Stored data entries
==*==

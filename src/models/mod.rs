//! Domain models
//!
//! This module contains the entities the judge reads and writes.

pub mod contest;
pub mod problem;
pub mod submission;
pub mod test_case;
pub mod user;

pub use contest::*;
pub use problem::*;
pub use submission::*;
pub use test_case::*;
pub use user::*;
//! C language handler

use super::LanguageHandler;

/// Get handler for C
pub fn handler() -> LanguageHandler {
    LanguageHandler {
        language: "c".to_string(),
        display_name: "C11 (GCC)".to_string(),
        version: "gcc 12".to_string(),
        source_file: "main.c".to_string(),
        image: None,
        compile_command: Some("gcc -O2 -std=c11 -o /tmp/main /tmp/main.c -lm".to_string()),
        run_command: "/tmp/main".to_string(),
    }
}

==*==

Task description: Every record shown above should appear again in your answer, unchanged.

Result of the task:
filename src/models/mod.rs
//! Domain models
//!
//! This module contains the entities the judge reads and writes.

pub mod contest;
pub mod problem;
pub mod submission;
pub mod test_case;
pub mod user;

pub use contest::*;
pub use problem::*;
pub use submission::*;
pub use test_case::*;
pub use user::*;
//! C language handler

use super::LanguageHandler;

/// Get handler for C
pub fn handler() -> LanguageHandler {
    LanguageHandler {
        language: "c".to_string(),
        display_name: "C11 (GCC)".to_string(),
        version: "gcc 12".to_string(),
        source_file: "main.c".to_string(),
        image: None,
        compile_command: Some("gcc -O2 -std=c11 -o /tmp/main /tmp/main.c -lm".to_string()),
        run_command: "/tmp/main".to_string(),
    }
}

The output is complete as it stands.